SEBI’s peak margin rule hits commodity futures

Akhil Nallamuthu | Updated on May 08, 2021

With high transaction cost adding to woes, traders face a double whammy

Leverage is the fuel that keeps speculators going and any clampdown on leverage will result in lower speculative activity. This is the trend playing out in the commodity futures market with the stage-wise implementation of SEBI’s peak margin rules since December last year.

Data from the Multi Commodity Exchange indicate that since November 2020, the average daily turnover (ADT) in commodities futures was down 23 per cent till April 30. March 2021 saw the sharpest fall of 28 per cent month-on-month, thanks to the 50 per cent peak margin requirement that kicked in then.

The new rule is being implemented in four stages beginning December 2020. Between December 2020 and February 2021, traders should have maintained at least 25 per cent of the peak margin. This requirement moved up to 50 per cent between March 2021 and May 2021. It further rises to 75 per cent between June 2021 and August 2021 and to 100 per cent from September 1 onwards.

Peak margin is the maximum margin obligation of a market participant at any given time and applies to both equity and commodity derivatives.

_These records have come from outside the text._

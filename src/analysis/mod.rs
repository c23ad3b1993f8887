// src/analysis/mod.rs
//! Per-book pipeline: build, measure, fit.

pub mod engine;
pub mod worker;

pub use engine::{analyze_all, analyze_all_strict, RunReport};
pub use worker::analyze_book;

use serde::Serialize;

use crate::catalog::BookSource;
use crate::error::Result;
use crate::fit::FitResult;
use crate::graph::{Bicomponents, EncounterGraph, GlobalMeasures};
use crate::metrics::{CentralityStats, MetricTable};

/// Whole-book figures.
#[derive(Debug, Clone, PartialEq, Serialize)]
pub struct GlobalReport {
    #[serde(flatten)]
    pub measures: GlobalMeasures,
    /// Mean and standard deviation of the normalized centralities.
    pub centrality: CentralityStats,
    pub bicomponents: Bicomponents,
}

/// Everything computed for one book.
#[derive(Debug)]
pub struct BookAnalysis {
    pub source: BookSource,
    pub graph: EncounterGraph,
    pub metrics: MetricTable,
    /// `InsufficientData` when the degrees are too uniform to fit.
    pub fit: Result<FitResult>,
    pub global: GlobalReport,
}

impl BookAnalysis {
    #[must_use]
    pub fn name(&self) -> &str {
        &self.source.name
    }

    #[must_use]
    pub fn fit(&self) -> Option<&FitResult> {
        self.fit.as_ref().ok()
    }
}
// tests/integration_pipeline.rs
//! End-to-end: record files on disk through analysis to JSON results.

use charnet_core::cli::args::AnalyzeArgs;
use charnet_core::cli::handlers::{handle_analyze, handle_check};
use charnet_core::config::Config;
use charnet_core::exit::CharnetExit;
use serde_json::Value;
use std::fs;
use std::path::Path;
use tempfile::TempDir;

const HOBBIT: &str = "\
* The Hobbit, abridged
BI Bilbo Baggins
GA Gandalf
GO Gollum
SM Smaug
TH Thorin

1:BI,GA,TH
2:BI,GO
3:BI,TH;GA,TH
4:BI,SM;TH
";

const CAROL: &str = "AA alice\nAB bob\nAC carol\n\n1:AA,AB;AB,AC\n";

fn setup(files: &[(&str, &str)]) -> (TempDir, Config) {
    let dir = tempfile::tempdir().unwrap();
    let data = dir.path().join("data");
    fs::create_dir_all(&data).unwrap();
    for (name, text) in files {
        fs::write(data.join(format!("{name}.dat")), text).unwrap();
    }
    let config = Config::default().with_output_dir(dir.path().join("out"));
    (dir, config)
}

fn dir_args(dir: &Path) -> AnalyzeArgs {
    AnalyzeArgs {
        dir: Some(dir.join("data")),
        ..AnalyzeArgs::default()
    }
}

fn read_json(path: &Path) -> Value {
    serde_json::from_str(&fs::read_to_string(path).unwrap()).unwrap()
}

#[test]
fn test_analyze_directory_writes_results() {
    let (dir, config) = setup(&[("carol", CAROL), ("hobbit", HOBBIT)]);
    let exit = handle_analyze(&dir_args(dir.path()), &config).unwrap();
    assert_eq!(exit, CharnetExit::Success);

    let out = dir.path().join("out");
    let metrics = read_json(&out.join("carol-metrics.json"));
    assert_eq!(metrics["AB"]["name"], "bob");
    assert_eq!(metrics["AB"]["degree"], 2);
    assert_eq!(metrics["AB"]["frequency"], 2);
    assert_eq!(metrics["AA"]["lobby"], 1);

    let global = read_json(&out.join("hobbit-global.json"));
    assert_eq!(global["book"], "hobbit");
    assert_eq!(global["genre"], "fiction");
    assert_eq!(global["vertices"], 5);
    assert_eq!(global["edges"], 5);
    assert_eq!(global["edge_list"].as_array().map(Vec::len), Some(5));
    assert!(global["bicomponents"]["articulation_points"]
        .as_array()
        .unwrap()
        .contains(&Value::from("BI")));

    let fit = read_json(&out.join("hobbit-fit.json"));
    assert!(fit["alpha"].as_f64().unwrap() > 1.0);
    let empirical = fit["empirical"].as_array().unwrap();
    assert_eq!(empirical[0]["y"], 1.0);
}

#[test]
fn test_bad_record_is_skipped() {
    let (dir, config) = setup(&[("carol", CAROL), ("broken", "AB bob\nAA alice\n")]);
    let exit = handle_analyze(&dir_args(dir.path()), &config).unwrap();
    assert_eq!(exit, CharnetExit::PartialFailure);

    let out = dir.path().join("out");
    assert!(out.join("carol-metrics.json").exists());
    assert!(!out.join("broken-metrics.json").exists());
}

#[test]
fn test_fail_fast_stops_the_run() {
    let (dir, config) = setup(&[("broken", "AB bob\nAA alice\n")]);
    let args = AnalyzeArgs {
        fail_fast: true,
        ..dir_args(dir.path())
    };
    assert_eq!(handle_analyze(&args, &config).unwrap(), CharnetExit::InvalidInput);
    assert!(!dir.path().join("out").exists());
}

#[test]
fn test_unknown_book_is_an_error() {
    let (_dir, config) = setup(&[]);
    let args = AnalyzeArgs {
        books: vec!["ulysses".to_string()],
        ..AnalyzeArgs::default()
    };
    let err = handle_analyze(&args, &config).unwrap_err();
    assert!(err.to_string().contains("ulysses"));
}

#[test]
fn test_catalog_book_from_configured_dir() {
    let (dir, mut config) = setup(&[("hobbit", HOBBIT)]);
    config.paths.data_dir = dir.path().join("data");
    let args = AnalyzeArgs {
        books: vec!["Hobbit".to_string()],
        ..AnalyzeArgs::default()
    };
    assert_eq!(handle_analyze(&args, &config).unwrap(), CharnetExit::Success);
    assert!(dir.path().join("out/hobbit-global.json").exists());
}

#[test]
fn test_check() {
    let (dir, config) = setup(&[("carol", CAROL), ("dup", "AA a\nAA b\n")]);
    let data = dir.path().join("data");
    assert_eq!(handle_check(&data.join("carol.dat"), &config).unwrap(), CharnetExit::Success);
    assert_eq!(handle_check(&data.join("dup.dat"), &config).unwrap(), CharnetExit::InvalidInput);
    assert!(handle_check(&data.join("missing.dat"), &config).is_err());
}
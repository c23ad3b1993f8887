// src/record/parser.rs
//! Streaming parser for book source records.
//!
//! A record is a vertex region (`label name` lines) followed, after the first
//! blank line, by an edge region (`chapter:group;group;...` lines). Lines that
//! start with the comment marker are skipped in both regions.

use std::io::{self, BufRead};

use super::types::{ChapterRecord, Record, VertexRecord};
use super::DEFAULT_COMMENT_MARKER;
use crate::error::{CharnetError, Result};

#[derive(Debug, Clone, Copy, PartialEq, Eq)]
enum Region {
    Vertices,
    Edges,
}

/// Lazily classifies lines into [`Record`]s.
///
/// Single pass: once the underlying lines are exhausted, or after the first
/// error, the parser yields nothing more.
pub struct RecordParser<I> {
    book: String,
    lines: I,
    comment_marker: char,
    region: Region,
    line_no: usize,
    done: bool,
}

impl<I> RecordParser<I>
where
    I: Iterator<Item = io::Result<String>>,
{
    pub fn new(book: impl Into<String>, lines: I) -> Self {
        Self {
            book: book.into(),
            lines,
            comment_marker: DEFAULT_COMMENT_MARKER,
            region: Region::Vertices,
            line_no: 0,
            done: false,
        }
    }

    #[must_use]
    pub fn with_comment_marker(mut self, marker: char) -> Self {
        self.comment_marker = marker;
        self
    }

    /// True once the blank separator line has been seen.
    #[must_use]
    pub fn in_edge_region(&self) -> bool {
        self.region == Region::Edges
    }

    fn classify(&mut self, raw: &str) -> Option<Result<Record>> {
        let mut line = raw.trim_end_matches(['\r', '\n']);
        if self.line_no == 1 {
            line = line.strip_prefix('\u{feff}').unwrap_or(line);
        }

        if line.starts_with(self.comment_marker) {
            return None;
        }
        if line.trim().is_empty() {
            self.region = Region::Edges;
            return None;
        }

        Some(match self.region {
            Region::Vertices => self.parse_vertex(line).map(Record::Vertex),
            Region::Edges => self.parse_chapter(line).map(Record::Chapter),
        })
    }

    fn parse_vertex(&self, line: &str) -> Result<VertexRecord> {
        let Some((label, name)) = line.split_once(' ') else {
            return Err(self.malformed(line, "expected `<label> <name>`"));
        };
        if !is_valid_label(label) {
            return Err(self.malformed(line, "invalid vertex label"));
        }
        let name = name.trim();
        if name.is_empty() {
            return Err(self.malformed(line, "missing character name"));
        }

        Ok(VertexRecord {
            line: self.line_no,
            label: label.to_string(),
            name: name.to_string(),
        })
    }

    fn parse_chapter(&self, line: &str) -> Result<ChapterRecord> {
        let Some((tag, body)) = line.split_once(':') else {
            return Err(self.malformed(line, "expected `<chapter>:<groups>`"));
        };
        if tag.trim().is_empty() {
            return Err(self.malformed(line, "missing chapter tag"));
        }

        let groups = body
            .split(';')
            .map(|group| self.parse_group(line, group))
            .collect::<Result<Vec<_>>>()?;

        Ok(ChapterRecord {
            line: self.line_no,
            tag: tag.to_string(),
            groups,
        })
    }

    fn parse_group(&self, line: &str, group: &str) -> Result<Vec<String>> {
        if group.is_empty() {
            return Ok(Vec::new());
        }

        let mut labels: Vec<String> = Vec::new();
        for label in group.split(',') {
            if label.is_empty() {
                return Err(self.malformed(line, "empty label in group"));
            }
            if !is_valid_label(label) {
                return Err(self.malformed(line, "invalid label in group"));
            }
            if labels.iter().any(|l| l == label) {
                return Err(self.malformed(line, "character meets itself in group"));
            }
            labels.push(label.to_string());
        }
        Ok(labels)
    }

    fn malformed(&self, line: &str, reason: &'static str) -> CharnetError {
        CharnetError::MalformedRecord {
            book: self.book.clone(),
            line: self.line_no,
            text: line.to_string(),
            reason,
        }
    }
}

impl<I> Iterator for RecordParser<I>
where
    I: Iterator<Item = io::Result<String>>,
{
    type Item = Result<Record>;

    fn next(&mut self) -> Option<Self::Item> {
        while !self.done {
            let Some(next) = self.lines.next() else {
                self.done = true;
                break;
            };
            self.line_no += 1;

            let raw = match next {
                Ok(raw) => raw,
                Err(e) => {
                    self.done = true;
                    return Some(Err(e.into()));
                }
            };

            if let Some(item) = self.classify(&raw) {
                if item.is_err() {
                    self.done = true;
                }
                return Some(item);
            }
        }
        None
    }
}

/// Parser over any buffered reader, e.g. an opened `.dat` file.
pub fn from_reader<R: BufRead>(book: impl Into<String>, reader: R) -> RecordParser<io::Lines<R>> {
    RecordParser::new(book, reader.lines())
}

/// Parser over an in-memory record.
pub fn from_str<'a>(
    book: &str,
    text: &'a str,
) -> RecordParser<impl Iterator<Item = io::Result<String>> + 'a> {
    RecordParser::new(book, text.lines().map(|l| Ok(l.to_string())))
}

/// Labels are short identifiers; they may not contain separators or whitespace.
#[must_use]
pub fn is_valid_label(label: &str) -> bool {
    !label.is_empty()
        && !label
            .chars()
            .any(|c| c.is_whitespace() || matches!(c, ':' | ',' | ';'))
}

While the impact of higher peak margin requirement is seen in equity futures as well, commodity futures has taken a bigger blow as only few commodities are actively traded, and the spot market is far from vibrant. Higher margin needs can discourage participants and the recent data suggest the same. But that is not the only setback the traders face.


The CTT burden

Transaction costs in India are among the highest in the world and the Commodity Transaction Tax (CTT) constitutes a major portion of this, discouraging big ticket participants like hedgers. Since the introduction of the CTT in 2012, the turnover has seen a steady decline over the years – it has slumped from ₹148.9-lakh crore in 2012 to ₹87.3-lakh crore in 2020. Thus, higher margin requirements and higher costs have become a double blow.

According to Narinder Wadhwa, President, Commodity Participants Association of India, “If the third phase is implemented as planned in June, futures volumes will shrink further and there will be higher impact cost. Once the impact cost is higher, the volumes will again slow down as players will shy away.”

However, higher margin requirements are not always bad because this can limit the amount of trading one can do, thereby reducing the potential losses, especially for new entrants.

Shift to options

While the ADT in futures segment on the MCX shrank by 28 per cent and 4 per cent in March and April, respectively, the turnover in options shot up by 47 per cent and 13 per cent in the corresponding months. Also, the ADT in the options segment has increased 22 per cent since November.

In addition to lower margin requirements, options hold some advantages over futures like lower brokerage and lower expenses.

“There is definitely a traction in options as the cost of carry and the cost of transaction is quite low. But unless we have a deep and vibrant spot market on the underlying, it cannot go beyond a point,” adds Wadhwa.

Also, given the fact that the two derivative instruments have different characteristics and serve different strategies of speculators, this trend may not last.